* _Work instruction_:
Please read the records below and return each line holding the string "ClaimsDocument".

Dataset entries

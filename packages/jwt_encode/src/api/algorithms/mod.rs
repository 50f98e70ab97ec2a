//! JWT Algorithms Module
//!
//! Signature primitives per family and the core signing operation.

mod core;
mod ecdsa;
mod hmac;
mod rsa;
mod utils;

pub use self::core::{sign_jwt, sign_jwt_async};
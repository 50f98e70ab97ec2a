//! ECDSA-based JWT Algorithm Implementations
//!
//! ES256, ES384 and ES512. Nonces are derived per RFC 6979, and signatures are
//! emitted in the fixed-size `r || s` form JWS requires (RFC 7518 section 3.4),
//! not ASN.1 DER.

use crate::algorithms::SigningMethod;
use crate::api::keys::EcPrivateKey;
use crate::error::{JwtError, JwtResult};
use ecdsa::hazmat::{SignPrimitive, bits2field};
use p256::ecdsa::signature::Signer;
use p521::NistP521;
use sha2::{Digest, Sha512};

/// Sign with the curve matching `method`
///
/// # Errors
/// [`JwtError::SigningFailed`] when the key's curve does not belong to the
/// method, or the primitive fails.
pub(crate) fn sign_ecdsa(
    method: SigningMethod,
    message: &str,
    private_key: &EcPrivateKey,
) -> JwtResult<Vec<u8>> {
    match (method, private_key) {
        (SigningMethod::ES256, EcPrivateKey::P256(key)) => sign_es256(message, key),
        (SigningMethod::ES384, EcPrivateKey::P384(key)) => sign_es384(message, key),
        (SigningMethod::ES512, EcPrivateKey::P521(key)) => sign_es512(message, key),
        (method, key) => Err(JwtError::signing_failed(
            method,
            format!("key is on curve {}", key.curve_name()),
        )),
    }
}

/// Sign with ECDSA P-256 (ES256), 64-byte signature
#[inline]
fn sign_es256(message: &str, private_key: &p256::SecretKey) -> JwtResult<Vec<u8>> {
    let signing_key = p256::ecdsa::SigningKey::from(private_key);
    let signature: p256::ecdsa::Signature = signing_key
        .try_sign(message.as_bytes())
        .map_err(|e| JwtError::signing_failed(SigningMethod::ES256, e))?;
    Ok(signature.to_bytes().to_vec())
}

/// Sign with ECDSA P-384 (ES384), 96-byte signature
#[inline]
fn sign_es384(message: &str, private_key: &p384::SecretKey) -> JwtResult<Vec<u8>> {
    let signing_key = p384::ecdsa::SigningKey::from(private_key);
    let signature: p384::ecdsa::Signature = signing_key
        .try_sign(message.as_bytes())
        .map_err(|e| JwtError::signing_failed(SigningMethod::ES384, e))?;
    Ok(signature.to_bytes().to_vec())
}

/// Sign with ECDSA P-521 (ES512), 132-byte signature
///
/// `p521::ecdsa::SigningKey` draws its nonce from the OS RNG, so the RFC 6979
/// nonce is derived here over the SHA-512 prehash instead.
#[inline]
fn sign_es512(message: &str, private_key: &p521::SecretKey) -> JwtResult<Vec<u8>> {
    let prehash = Sha512::digest(message.as_bytes());
    let z = bits2field::<NistP521>(&prehash)
        .map_err(|e| JwtError::signing_failed(SigningMethod::ES512, e))?;
    let scalar = private_key.to_nonzero_scalar();
    let (signature, _) =
        SignPrimitive::<NistP521>::try_sign_prehashed_rfc6979::<Sha512>(&*scalar, &z, &[])
            .map_err(|e| JwtError::signing_failed(SigningMethod::ES512, e))?;
    Ok(signature.to_bytes().to_vec())
}
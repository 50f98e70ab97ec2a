//! Signing method registry
//!
//! Each [`SigningMethod`] is bound to exactly one [`KeyFamily`] and one
//! [`DigestAlgorithm`]. Every dispatch in the crate matches exhaustively on
//! the method, so adding or removing one is a compile-checked change.

use crate::error::JwtError;
use serde::{Deserialize, Serialize};
use serde_json::{Value, json};
use std::fmt;
use std::str::FromStr;

/// Supported JWS signing methods
#[derive(Debug, Clone, Copy, PartialEq, Eq, Hash, Default, Serialize, Deserialize)]
pub enum SigningMethod {
    /// ECDSA using P-256 and SHA-256
    ES256,
    /// ECDSA using P-384 and SHA-384
    ES384,
    /// ECDSA using P-521 and SHA-512
    ES512,
    /// HMAC using SHA-256
    #[default]
    HS256,
    /// HMAC using SHA-384
    HS384,
    /// HMAC using SHA-512
    HS512,
    /// RSASSA-PKCS1-v1_5 using SHA-256
    RS256,
    /// RSASSA-PKCS1-v1_5 using SHA-384
    RS384,
    /// RSASSA-PKCS1-v1_5 using SHA-512
    RS512,
    /// Unsecured token, empty signature
    None,
}

/// Category of key material a signing method consumes
#[derive(Debug, Clone, Copy, PartialEq, Eq, Hash)]
pub enum KeyFamily {
    /// PEM encoded EC private key (SEC1 or PKCS#8)
    EllipticCurve,
    /// Raw bytes of the key text
    SharedSecret,
    /// PEM encoded RSA private key (PKCS#1 or PKCS#8)
    Rsa,
    /// No key at all
    Unsecured,
}

/// Digest underlying a signing method
#[derive(Debug, Clone, Copy, PartialEq, Eq, Hash)]
pub enum DigestAlgorithm {
    /// SHA-256
    Sha256,
    /// SHA-384
    Sha384,
    /// SHA-512
    Sha512,
}

impl DigestAlgorithm {
    /// Digest output size in bytes
    #[must_use]
    pub const fn output_size(self) -> usize {
        match self {
            DigestAlgorithm::Sha256 => 32,
            DigestAlgorithm::Sha384 => 48,
            DigestAlgorithm::Sha512 => 64,
        }
    }
}

impl SigningMethod {
    /// All methods in selector order
    pub const ALL: [SigningMethod; 10] = [
        SigningMethod::ES256,
        SigningMethod::ES384,
        SigningMethod::ES512,
        SigningMethod::HS256,
        SigningMethod::HS384,
        SigningMethod::HS512,
        SigningMethod::RS256,
        SigningMethod::RS384,
        SigningMethod::RS512,
        SigningMethod::None,
    ];

    /// Selector name as accepted from callers
    #[must_use]
    pub const fn name(self) -> &'static str {
        match self {
            SigningMethod::ES256 => "ES256",
            SigningMethod::ES384 => "ES384",
            SigningMethod::ES512 => "ES512",
            SigningMethod::HS256 => "HS256",
            SigningMethod::HS384 => "HS384",
            SigningMethod::HS512 => "HS512",
            SigningMethod::RS256 => "RS256",
            SigningMethod::RS384 => "RS384",
            SigningMethod::RS512 => "RS512",
            SigningMethod::None => "None",
        }
    }

    /// Header `alg` value (RFC 7518 section 3.1)
    #[must_use]
    pub const fn alg(self) -> &'static str {
        match self {
            SigningMethod::None => "none",
            other => other.name(),
        }
    }

    /// Key family this method parses its key text as
    #[must_use]
    pub const fn family(self) -> KeyFamily {
        match self {
            SigningMethod::ES256 | SigningMethod::ES384 | SigningMethod::ES512 => {
                KeyFamily::EllipticCurve
            }
            SigningMethod::HS256 | SigningMethod::HS384 | SigningMethod::HS512 => {
                KeyFamily::SharedSecret
            }
            SigningMethod::RS256 | SigningMethod::RS384 | SigningMethod::RS512 => KeyFamily::Rsa,
            SigningMethod::None => KeyFamily::Unsecured,
        }
    }

    /// Digest used by the signature primitive, `None` for unsecured tokens
    #[must_use]
    pub const fn digest(self) -> Option<DigestAlgorithm> {
        match self {
            SigningMethod::ES256 | SigningMethod::HS256 | SigningMethod::RS256 => {
                Some(DigestAlgorithm::Sha256)
            }
            SigningMethod::ES384 | SigningMethod::HS384 | SigningMethod::RS384 => {
                Some(DigestAlgorithm::Sha384)
            }
            SigningMethod::ES512 | SigningMethod::HS512 | SigningMethod::RS512 => {
                Some(DigestAlgorithm::Sha512)
            }
            SigningMethod::None => None,
        }
    }

    /// Resolve a caller-supplied selector, falling back to HS256
    ///
    /// Unknown selectors are not rejected here; use [`FromStr`] for strict
    /// parsing.
    #[must_use]
    pub fn resolve(selector: &str) -> Self {
        selector.parse().unwrap_or_else(|_| {
            tracing::warn!(
                selector,
                fallback = SigningMethod::default().name(),
                "unrecognized signing method, using fallback"
            );
            SigningMethod::default()
        })
    }

    /// JSON schema describing the selector
    #[must_use]
    pub fn schema() -> Value {
        let options: Vec<&str> = Self::ALL.iter().map(|m| m.name()).collect();
        json!({
            "type": "string",
            "title": "Signing Method",
            "default": SigningMethod::default().name(),
            "enum": options,
        })
    }
}

impl FromStr for SigningMethod {
    type Err = JwtError;

    fn from_str(s: &str) -> Result<Self, Self::Err> {
        Self::ALL
            .into_iter()
            .find(|m| m.name() == s)
            .ok_or_else(|| JwtError::unsupported_algorithm(s))
    }
}

impl fmt::Display for SigningMethod {
    fn fmt(&self, f: &mut fmt::Formatter<'_>) -> fmt::Result {
        f.write_str(self.name())
    }
}
//! Request/response boundary of the JWT encoder component
//!
//! The surrounding routing system delivers an [`EncodeRequest`] and receives
//! either a token or, when the error port is enabled, an error message. The
//! request context is opaque here: it is echoed back untouched.

use crate::algorithms::SigningMethod;
use crate::api::algorithms::{sign_jwt, sign_jwt_async};
use crate::claims::ClaimsDocument;
use crate::error::{JwtError, JwtResult};
use serde::{Deserialize, Serialize};
use serde_json::Value;
use std::fmt;

/// Component name as registered with the routing system
pub const COMPONENT_NAME: &str = "jwt_encode";
/// Inbound requests
pub const REQUEST_PORT: &str = "request";
/// Outbound tokens
pub const RESPONSE_PORT: &str = "response";
/// Outbound errors, only when enabled
pub const ERROR_PORT: &str = "error";
/// Inbound settings
pub const SETTINGS_PORT: &str = "_settings";

/// Encoder settings, delivered by the routing system
#[derive(Debug, Clone, Copy, Default, PartialEq, Eq, Serialize, Deserialize)]
#[serde(rename_all = "camelCase")]
pub struct EncoderSettings {
    /// Emit failures on the error port instead of failing the call
    #[serde(default)]
    pub enable_error_port: bool,
    /// Reject unknown signing method selectors instead of falling back to HS256
    #[serde(default)]
    pub strict_signing_method: bool,
}

fn default_signing_method() -> String {
    SigningMethod::default().name().to_string()
}

/// Signing request
#[derive(Clone, PartialEq, Serialize, Deserialize)]
#[serde(rename_all = "camelCase")]
pub struct EncodeRequest {
    /// Arbitrary value sent back alongside the result
    #[serde(default)]
    pub context: Value,
    /// Signing method selector, e.g. `RS256`
    #[serde(default = "default_signing_method")]
    pub signing_method: String,
    /// Token claims
    #[serde(default)]
    pub claims: ClaimsDocument,
    /// Plain text secret or PEM formatted private key
    #[serde(default)]
    pub key: String,
}

impl fmt::Debug for EncodeRequest {
    fn fmt(&self, f: &mut fmt::Formatter<'_>) -> fmt::Result {
        f.debug_struct("EncodeRequest")
            .field("context", &self.context)
            .field("signing_method", &self.signing_method)
            .field("claims", &self.claims)
            .field("key", &format_args!("<redacted {} bytes>", self.key.len()))
            .finish()
    }
}

/// Successful signing result
#[derive(Debug, Clone, PartialEq, Serialize, Deserialize)]
pub struct EncodeResponse {
    /// Request context, unchanged
    pub context: Value,
    /// Compact token
    pub token: String,
}

/// Error port message
#[derive(Debug, Clone, PartialEq, Serialize, Deserialize)]
pub struct EncodeError {
    /// Request context, unchanged
    pub context: Value,
    /// Error description
    pub error: String,
}

/// Where a handled request goes
#[derive(Debug, Clone, PartialEq)]
pub enum EncodeOutcome {
    /// Deliver on [`RESPONSE_PORT`]
    Token(EncodeResponse),
    /// Deliver on [`ERROR_PORT`]
    Error(EncodeError),
}

impl EncodeOutcome {
    /// Port this outcome is delivered on
    #[must_use]
    pub fn port(&self) -> &'static str {
        match self {
            EncodeOutcome::Token(_) => RESPONSE_PORT,
            EncodeOutcome::Error(_) => ERROR_PORT,
        }
    }
}

/// Stateless JWT encoder; only the settings persist between requests
#[derive(Debug, Clone, Default)]
pub struct JwtEncoder {
    settings: EncoderSettings,
}

impl JwtEncoder {
    /// Encoder with the given settings
    #[must_use]
    pub fn new(settings: EncoderSettings) -> Self {
        Self { settings }
    }

    /// Current settings
    #[must_use]
    pub fn settings(&self) -> EncoderSettings {
        self.settings
    }

    /// Replace settings, as delivered on [`SETTINGS_PORT`]
    pub fn apply_settings(&mut self, settings: EncoderSettings) {
        tracing::debug!(?settings, "encoder settings updated");
        self.settings = settings;
    }

    /// Ports the routing system should wire for the current settings
    #[must_use]
    pub fn ports(&self) -> Vec<&'static str> {
        let mut ports = vec![REQUEST_PORT, RESPONSE_PORT, SETTINGS_PORT];
        if self.settings.enable_error_port {
            ports.push(ERROR_PORT);
        }
        ports
    }

    /// Resolve the request's selector under the current settings
    ///
    /// # Errors
    /// [`JwtError::UnsupportedAlgorithm`] for an unknown selector in strict mode.
    pub fn resolve_method(&self, selector: &str) -> JwtResult<SigningMethod> {
        if self.settings.strict_signing_method {
            selector.parse()
        } else {
            Ok(SigningMethod::resolve(selector))
        }
    }

    /// Sign the request's claims.
    ///
    /// # Errors
    /// The signing error itself when the error port is disabled; with the port
    /// enabled failures become [`EncodeOutcome::Error`] instead.
    pub fn handle(&self, request: EncodeRequest) -> JwtResult<EncodeOutcome> {
        tracing::debug!(?request, "jwt encode request");

        let result = self
            .resolve_method(&request.signing_method)
            .and_then(|method| sign_jwt(method, &request.claims, &request.key));

        self.route(request.context, result.map(|token| token.into_string()))
    }

    /// Async counterpart of [`JwtEncoder::handle`]
    ///
    /// # Errors
    /// As [`JwtEncoder::handle`], plus [`JwtError::TaskFailed`].
    pub async fn handle_async(&self, request: EncodeRequest) -> JwtResult<EncodeOutcome> {
        tracing::debug!(?request, "jwt encode request");

        let EncodeRequest {
            context,
            signing_method,
            claims,
            key,
        } = request;

        let result = match self.resolve_method(&signing_method) {
            Ok(method) => sign_jwt_async(method, claims, key).await,
            Err(err) => Err(err),
        };

        self.route(context, result.map(|token| token.into_string()))
    }

    fn route(&self, context: Value, result: JwtResult<String>) -> JwtResult<EncodeOutcome> {
        match result {
            Ok(token) => Ok(EncodeOutcome::Token(EncodeResponse { context, token })),
            Err(err) if self.settings.enable_error_port => {
                tracing::warn!(error = %err, "jwt encode failed, routing to error port");
                Ok(EncodeOutcome::Error(EncodeError {
                    context,
                    error: err.to_string(),
                }))
            }
            Err(err) => Err(err),
        }
    }
}

#[cfg(test)]
mod tests {
    use super::*;
    use serde_json::json;

    #[test]
    fn request_deserializes_with_defaults() {
        let request: EncodeRequest =
            serde_json::from_value(json!({ "claims": { "sub": "user1" }, "key": "secret" }))
                .expect("request");
        assert_eq!(request.signing_method, "HS256");
        assert_eq!(request.context, Value::Null);
        assert_eq!(request.claims.subject().as_deref(), Ok("user1"));
    }

    #[test]
    fn debug_output_redacts_key() {
        let request = EncodeRequest {
            context: json!("ctx"),
            signing_method: "HS256".into(),
            claims: ClaimsDocument::new(),
            key: "super-secret-value".into(),
        };
        let rendered = format!("{request:?}");
        assert!(!rendered.contains("super-secret-value"));
        assert!(rendered.contains("redacted 18 bytes"));
    }

    #[test]
    fn error_port_is_listed_only_when_enabled() {
        assert!(!JwtEncoder::default().ports().contains(&ERROR_PORT));
        let encoder = JwtEncoder::new(EncoderSettings {
            enable_error_port: true,
            ..EncoderSettings::default()
        });
        assert!(encoder.ports().contains(&ERROR_PORT));
    }

    #[test]
    fn settings_use_camel_case() {
        let settings: EncoderSettings =
            serde_json::from_value(json!({ "enableErrorPort": true })).expect("settings");
        assert!(settings.enable_error_port);
        assert!(!settings.strict_signing_method);
    }
}
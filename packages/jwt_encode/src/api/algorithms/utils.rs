//! JWT Algorithm Utilities - base64url segments and compact joining

use crate::error::JwtResult;
use base64::{Engine as _, engine::general_purpose::URL_SAFE_NO_PAD};
use serde::Serialize;

/// Base64 URL-safe encoding without padding (RFC 7515)
#[inline]
pub(crate) fn base64_url_encode(input: &[u8]) -> String {
    URL_SAFE_NO_PAD.encode(input)
}

/// Compact JSON, then base64url
pub(crate) fn encode_segment<T: Serialize + ?Sized>(value: &T) -> JwtResult<String> {
    let json = serde_json::to_vec(value)?;
    Ok(base64_url_encode(&json))
}

/// `header.payload`, the bytes every signature covers
pub(crate) fn signing_input(header_b64: &str, payload_b64: &str) -> String {
    let mut input = String::with_capacity(header_b64.len() + 1 + payload_b64.len());
    input.push_str(header_b64);
    input.push('.');
    input.push_str(payload_b64);
    input
}

/// Append the encoded signature; an empty signature leaves a trailing `.`
pub(crate) fn join_signature(signing_input: String, signature: &[u8]) -> String {
    let signature_b64 = base64_url_encode(signature);
    let mut jwt = signing_input;
    jwt.reserve(1 + signature_b64.len());
    jwt.push('.');
    jwt.push_str(&signature_b64);
    jwt
}

#[cfg(test)]
mod tests {
    use super::*;
    use serde_json::json;

    #[test]
    fn segments_have_no_padding() {
        // 16 bytes of JSON would need `==` padding in standard base64
        let encoded = encode_segment(&json!({ "sub": "user1" })).expect("encode");
        assert_eq!(encoded, "eyJzdWIiOiJ1c2VyMSJ9");
        assert!(!base64_url_encode(&[0xfb, 0xff]).contains(['=', '+', '/']));
    }

    #[test]
    fn joins_three_segments() {
        let input = signing_input("aGVhZA", "Ym9keQ");
        assert_eq!(join_signature(input.clone(), b"sig"), "aGVhZA.Ym9keQ.c2ln");
        assert_eq!(join_signature(input, b""), "aGVhZA.Ym9keQ.");
    }
}
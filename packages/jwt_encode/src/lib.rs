//! Signed JSON Web Token construction
//!
//! This crate turns an untyped claims document, a signing method and key
//! text into a compact JWS token:
//! - HS256/384/512 over a raw shared secret
//! - RS256/384/512 with a PEM RSA private key (PKCS#1 or PKCS#8)
//! - ES256/384/512 with a PEM EC private key (SEC1 or PKCS#8)
//! - unsecured tokens with an empty signature
//!
//! Output is deterministic: identical inputs produce byte-identical tokens.
//! Verification is out of scope.

pub mod algorithms;
pub mod api;
pub mod claims;
mod error;
mod types;

pub use algorithms::{DigestAlgorithm, KeyFamily, SigningMethod};
pub use api::{builder, encoder, keys};
pub use api::{
    EncodeError, EncodeOutcome, EncodeRequest, EncodeResponse, EncoderSettings, Jwt, JwtBuilder,
    JwtEncoder, recommended_key_size,
};
pub use claims::{ClaimsDocument, NumericDate};
pub use error::*;
pub use types::*;

/// Sign `claims` with `method` using `key_text`.
///
/// # Errors
/// [`JwtError::KeyParse`], [`JwtError::InvalidClaimType`] or
/// [`JwtError::SigningFailed`]; no partial token is produced.
pub fn sign(method: SigningMethod, claims: &ClaimsDocument, key_text: &str) -> JwtResult<JwtToken> {
    api::sign_jwt(method, claims, key_text)
}

/// Async [`sign`] on tokio's blocking pool.
///
/// # Errors
/// As [`sign`], plus [`JwtError::TaskFailed`].
pub async fn sign_async(
    method: SigningMethod,
    claims: ClaimsDocument,
    key_text: String,
) -> JwtResult<JwtToken> {
    api::sign_jwt_async(method, claims, key_text).await
}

* _Answer to this task_:
use crate::claims::ClaimsDocument;
    pub claims: ClaimsDocument,
            claims: ClaimsDocument::new(),
pub use claims::{ClaimsDocument, NumericDate};
pub fn sign(method: SigningMethod, claims: &ClaimsDocument, key_text: &str) -> JwtResult<JwtToken> {
    claims: ClaimsDocument,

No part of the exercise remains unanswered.